In many states, certain organizations can be exempt from registration, including those that receive less than a certain amount of contributions annually. Religious organizations, hospitals, and schools can also be exempt. Ironically, exemptions themselves typically require an application and also require renewal on an annual basis. For these reasons, exemptions may reduce an organization’s state fees but do not necessarily limit the time investment needed. Organizations that file exemptions must still determine changing state requirements, prepare applications, track renewals, and monitor fluctuations in annual contributions.
Charitable solicitation registrations must be renewed, typically on an annual basis. Like initial registrations, renewals require an application and supporting documentation. Most states have a separate process and fee structure for charitable solicitation renewals. Organizations can expect to file the most recent financial information with their renewals, which is typically the form 990 and audit. Some states require organizations to provide organizing documents and bylaws each year; however, other states require organizations to submit those documents only once. Each state requires renewal applications to be submitted at different times throughout the year. Five months and fifteen days after the close of an organization’s tax year is a common renewal date. Keeping track of varied due dates is a key component of fundraising registration compliance.
Online fundraising allows organizations to access a broader donor base, which is great; however, it also poses unique challenges. Fundraising online can take many forms including crowdfunding, website “Donate Now” buttons, email campaigns, and social media. Generally speaking, asking for donations via any of these online methods constitutes soliciting in every state and subjects an organization to registration requirements.
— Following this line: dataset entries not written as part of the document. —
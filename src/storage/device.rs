//! Device controller
//!
//! Owns the lifecycle of one compressed block device:
//!
//! ```text
//! Uninitialized ──init──→ Initialized ──reset──→ Uninitialized
//! ```
//!
//! I/O holds the shared side of the lifecycle lock for its whole duration;
//! init and reset take the exclusive side, so a reset waits for in-flight
//! requests and no request ever sees a half-built device.

use super::compression::Compressor;
use super::engine::PageStore;
use super::pool::{ObjectPool, PoolBuilder, SlabPool};
use super::reclaim::Reclaimer;
use super::stats::StatsSnapshot;
use super::{MAX_NUM_DEVICES, PAGE_SIZE, SECTOR_SIZE};
use crate::config::{DeviceConfig, DEFAULT_DISKSIZE_PERC_RAM};
use crate::error::{Error, Result};
use parking_lot::{MappedRwLockReadGuard, Mutex, RwLock, RwLockReadGuard};
use std::sync::Arc;
use sysinfo::System;
use tracing::{debug, info, instrument, warn};

/// State that exists only while the device is initialized
struct Active<P: ObjectPool> {
    store: Arc<PageStore<P>>,
    reclaimer: Reclaimer<P>,
}

impl<P: ObjectPool> Active<P> {
    fn drain_if(&self, enabled: bool) {
        if enabled {
            let freed = self.reclaimer.drain_now();
            if freed > 0 {
                debug!(freed, "Drained pending frees before I/O");
            }
        }
    }

    /// Validate a sector-aligned byte range, counting rejections
    fn check_range(&self, offset: u64, len: usize) -> Result<()> {
        let sector = SECTOR_SIZE as u64;
        let valid = len > 0
            && offset % sector == 0
            && len as u64 % sector == 0
            && offset
                .checked_add(len as u64)
                .map_or(false, |end| end <= self.store.disksize());
        if !valid {
            self.store.stats().inc_invalid_io();
            return Err(Error::InvalidRequest(format!(
                "Range {}+{} is not sector aligned or exceeds the {} byte device",
                offset,
                len,
                self.store.disksize()
            )));
        }
        Ok(())
    }

    fn submit_free(&self, index: u64) -> Result<()> {
        let idx = self.store.check_index(index)?;
        self.store.stats().inc_notify_free();
        let generation = self.store.table().generation(idx);
        self.reclaimer.submit(index, generation);
        Ok(())
    }
}

/// Split `[offset, offset + len)` into per-page `(index, offset_in_page, len)`
fn page_segments(offset: u64, len: usize) -> impl Iterator<Item = (u64, usize, usize)> {
    let page = PAGE_SIZE as u64;
    let end = offset + len as u64;
    let mut pos = offset;
    std::iter::from_fn(move || {
        if pos >= end {
            return None;
        }
        let index = pos / page;
        let in_page = (pos % page) as usize;
        let seg = (PAGE_SIZE - in_page).min((end - pos) as usize);
        pos += seg as u64;
        Some((index, in_page, seg))
    })
}

/// Physical memory of the host in bytes
fn total_ram() -> u64 {
    let mut sys = System::new();
    sys.refresh_memory();
    sys.total_memory()
}

/// A compressed in-memory block device
pub struct Device<P: ObjectPool = SlabPool> {
    name: String,
    config: DeviceConfig,
    /// Size used by the next `init(0)`
    disksize: Mutex<u64>,
    pool_builder: PoolBuilder<P>,
    active: RwLock<Option<Active<P>>>,
}

impl Device<SlabPool> {
    /// Create an uninitialized device backed by a slab pool
    pub fn new(config: DeviceConfig) -> Result<Self> {
        Self::with_pool_builder(config, Box::new(SlabPool::new))
    }
}

impl<P: ObjectPool> Device<P> {
    /// Create an uninitialized device with a custom pool
    pub fn with_pool_builder(config: DeviceConfig, pool_builder: PoolBuilder<P>) -> Result<Self> {
        config.validate()?;
        Ok(Self {
            name: "zblock0".to_string(),
            disksize: Mutex::new(config.disksize),
            config,
            pool_builder,
            active: RwLock::new(None),
        })
    }

    /// Rename the device (used in logs and metric labels)
    pub fn named(mut self, name: impl Into<String>) -> Self {
        self.name = name.into();
        self
    }

    pub fn name(&self) -> &str {
        &self.name
    }

    pub fn config(&self) -> &DeviceConfig {
        &self.config
    }

    pub fn is_initialized(&self) -> bool {
        self.active.read().is_some()
    }

    /// Set the size used by the next `init(0)`
    pub fn set_disksize(&self, bytes: u64) -> Result<()> {
        let active = self.active.write();
        if active.is_some() {
            return Err(Error::AlreadyInitialized);
        }
        let rounded = bytes - bytes % PAGE_SIZE as u64;
        *self.disksize.lock() = rounded;
        info!(device = %self.name, disksize = rounded, "Disk size set");
        Ok(())
    }

    /// Current capacity, or the pending size when uninitialized
    pub fn disksize(&self) -> u64 {
        match self.active.read().as_ref() {
            Some(active) => active.store.disksize(),
            None => *self.disksize.lock(),
        }
    }

    /// Number of logical pages (0 when uninitialized)
    pub fn num_pages(&self) -> u64 {
        self.active
            .read()
            .as_ref()
            .map_or(0, |active| active.store.num_pages())
    }

    /// Bring the device up with `disksize` bytes of capacity
    ///
    /// A size of 0 uses the size set earlier, falling back to a share of
    /// physical RAM.
    #[instrument(skip(self), fields(device = %self.name))]
    pub fn init(&self, disksize: u64) -> Result<()> {
        let mut active = self.active.write();
        if active.is_some() {
            return Err(Error::AlreadyInitialized);
        }

        let requested = if disksize != 0 {
            disksize
        } else {
            *self.disksize.lock()
        };
        let disksize = self.resolve_disksize(requested)?;

        let pool = (self.pool_builder)(&self.config.pool)?;
        let compressor = Compressor::new(self.config.compression, self.config.compression_level);
        let algorithm = compressor.algorithm();
        let store = Arc::new(PageStore::new(
            disksize,
            pool,
            compressor,
            self.config.max_zpage_size,
        )?);
        let reclaimer = Reclaimer::start(Arc::clone(&store))?;

        info!(
            disksize,
            num_pages = store.num_pages(),
            compression = algorithm.as_str(),
            "Device initialized"
        );
        *self.disksize.lock() = disksize;
        *active = Some(Active { store, reclaimer });
        Ok(())
    }

    fn resolve_disksize(&self, requested: u64) -> Result<u64> {
        let ram = total_ram();
        let disksize = if requested == 0 {
            let default = ram * DEFAULT_DISKSIZE_PERC_RAM / 100;
            info!(
                disksize = default,
                "Disk size not set, using {}% of RAM", DEFAULT_DISKSIZE_PERC_RAM
            );
            default
        } else {
            requested
        };

        if ram > 0 && disksize > ram.saturating_mul(2) {
            warn!(
                disksize,
                ram,
                "Disk size is more than twice the size of RAM; \
                 memory is wasted if the device is not filled"
            );
        }

        let rounded = disksize - disksize % PAGE_SIZE as u64;
        if rounded == 0 {
            return Err(Error::InvalidRequest(format!(
                "Disk size {} is smaller than one page",
                disksize
            )));
        }
        Ok(rounded)
    }

    /// Tear the device down and free everything it holds
    #[instrument(skip(self), fields(device = %self.name))]
    pub fn reset(&self) -> Result<()> {
        let mut guard = self.active.write();
        let active = guard.take().ok_or(Error::NotInitialized)?;

        let discarded = active.reclaimer.shutdown();
        let freed = active.store.release_all();
        *self.disksize.lock() = self.config.disksize;

        info!(freed, discarded, "Device reset");
        Ok(())
    }

    fn active(&self) -> Result<MappedRwLockReadGuard<'_, Active<P>>> {
        RwLockReadGuard::try_map(self.active.read(), |active| active.as_ref())
            .map_err(|_| Error::NotInitialized)
    }

    /// Read one page into `out` (`PAGE_SIZE` bytes)
    pub fn read_page(&self, index: u64, out: &mut [u8]) -> Result<()> {
        let active = self.active()?;
        active.store.check_index(index)?;
        active.drain_if(self.config.reclaim_on_io);
        active.store.read_page(index, out)
    }

    /// Write one page from `page` (`PAGE_SIZE` bytes)
    pub fn write_page(&self, index: u64, page: &[u8]) -> Result<()> {
        let active = self.active()?;
        active.store.check_index(index)?;
        active.drain_if(self.config.reclaim_on_io);
        active.store.write_page(index, page)
    }

    /// Read a sector-aligned byte range
    pub fn read_at(&self, offset: u64, buf: &mut [u8]) -> Result<()> {
        let active = self.active()?;
        active.check_range(offset, buf.len())?;
        active.drain_if(self.config.reclaim_on_io);

        let mut done = 0;
        for (index, in_page, len) in page_segments(offset, buf.len()) {
            active
                .store
                .read_partial(index, in_page, &mut buf[done..done + len])?;
            done += len;
        }
        Ok(())
    }

    /// Write a sector-aligned byte range
    pub fn write_at(&self, offset: u64, data: &[u8]) -> Result<()> {
        let active = self.active()?;
        active.check_range(offset, data.len())?;
        active.drain_if(self.config.reclaim_on_io);

        let mut done = 0;
        for (index, in_page, len) in page_segments(offset, data.len()) {
            active
                .store
                .write_partial(index, in_page, &data[done..done + len])?;
            done += len;
        }
        Ok(())
    }

    /// Drop the pages fully covered by a sector-aligned range
    ///
    /// Frees go through the reclaimer; partial pages at either end keep
    /// their content. Returns the number of pages queued.
    pub fn discard(&self, offset: u64, len: u64) -> Result<u64> {
        let active = self.active()?;
        let len = usize::try_from(len).map_err(|_| {
            active.store.stats().inc_invalid_io();
            Error::InvalidRequest(format!("Discard length {} too large", len))
        })?;
        active.check_range(offset, len)?;

        let page = PAGE_SIZE as u64;
        let first = offset.div_ceil(page);
        let end = (offset + len as u64) / page;
        for index in first..end {
            active.submit_free(index)?;
        }
        let queued = end.saturating_sub(first);
        debug!(device = %self.name, offset, len, queued, "Discard");
        Ok(queued)
    }

    /// Notify that a page's content is no longer needed
    ///
    /// Only queues the free; safe to call from contexts that must not
    /// block on the allocator.
    pub fn submit_free(&self, index: u64) -> Result<()> {
        self.active()?.submit_free(index)
    }

    /// Apply all queued frees now; returns how many pages were freed
    pub fn flush_pending_frees(&self) -> Result<usize> {
        Ok(self.active()?.reclaimer.drain_now())
    }

    /// Statistics snapshot (all zero when uninitialized)
    pub fn stats(&self) -> StatsSnapshot {
        match self.active.read().as_ref() {
            Some(active) => active.store.snapshot(),
            None => StatsSnapshot::default(),
        }
    }

    /// Publish the current statistics to the metrics recorder
    pub fn publish_metrics(&self) {
        self.stats().publish(&self.name);
    }
}

/// A fixed set of devices sharing one configuration
pub struct DeviceSet {
    devices: Vec<Device>,
}

impl DeviceSet {
    /// Create `num_devices` uninitialized devices named `zblock0`, `zblock1`, ...
    pub fn new(num_devices: usize, config: DeviceConfig) -> Result<Self> {
        if num_devices == 0 || num_devices > MAX_NUM_DEVICES {
            return Err(Error::InvalidRequest(format!(
                "Invalid number of devices: {} (must be 1..={})",
                num_devices, MAX_NUM_DEVICES
            )));
        }
        let devices = (0..num_devices)
            .map(|i| Ok(Device::new(config.clone())?.named(format!("zblock{}", i))))
            .collect::<Result<Vec<_>>>()?;
        info!(num_devices, "Created devices");
        Ok(Self { devices })
    }

    pub fn len(&self) -> usize {
        self.devices.len()
    }

    pub fn is_empty(&self) -> bool {
        self.devices.is_empty()
    }

    pub fn get(&self, index: usize) -> Option<&Device> {
        self.devices.get(index)
    }

    pub fn iter(&self) -> impl Iterator<Item = &Device> {
        self.devices.iter()
    }

    /// Reset every initialized device
    pub fn reset_all(&self) -> Result<()> {
        for device in self.devices.iter().filter(|d| d.is_initialized()) {
            device.reset()?;
        }
        Ok(())
    }
}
Consequences of Failing to Register
State penalties for unregistered solicitation are diverse and can be severe. Soliciting prior to registering, failure to register after receiving funds, filing late renewal applications, or facing complaints filed by the public can all trigger adverse consequences, which can include:
- State fines, late fees, and penalties
- Civil and criminal action against officers and directors
- Revocation of tax exempt status
- Denial of the right to solicit funds
- Negative PR
- Damaged relationships with donors and grantmakers
- Lost donations or grants
Meeting state charitable solicitation requirements is challenging; however, it is necessary. Taking a proactive approach to charitable solicitation registration will help organizations ensure compliance and avoid negative consequences.